WORK REQUIRED
Tally the lines in the listing below that contain "const" and report the tally alone.

DATASET RECORDS
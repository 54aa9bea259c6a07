//! Default configuration values

/// Default configuration file name (TOML)
pub const DEFAULT_CONFIG_TOML: &str = "shipnote.toml";

/// Default configuration file name (YAML)
pub const DEFAULT_CONFIG_YAML: &str = "shipnote.yaml";

/// Get list of config file names to search for
pub fn config_file_names() -> Vec<&'static str> {
    vec![
        DEFAULT_CONFIG_TOML,
        DEFAULT_CONFIG_YAML,
        ".shipnote.toml",
        ".shipnote.yaml",
    ]
}

/// Default configuration template
pub const DEFAULT_CONFIG_TEMPLATE: &str = r##"# shipnote configuration

[markers]
signature = ":robot: auto generated pull request"
changes_header = "# Changes"

[links]
# "direct" builds tracker URLs from tracker_base_url,
# "footer" reads "[CODE]: URL" definitions below the signature
mode = "direct"
tracker_base_url = "https://nomadhealth.atlassian.net/browse/"
unknown_url = "http://unknown"
change_url_prefix = "https://github.com/"

[extraction]
strict = true
# "newlines" or "dash_lines"
count_policy = "newlines"
strip_reference_codes = true

[message]
bullet = "•"
date_format = "%m/%d/%Y at %H:%M"
uppercase_field_labels = false
organization = "NomadHealth"
max_body_bytes = 1048576
"##;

ANSWER SPACE
3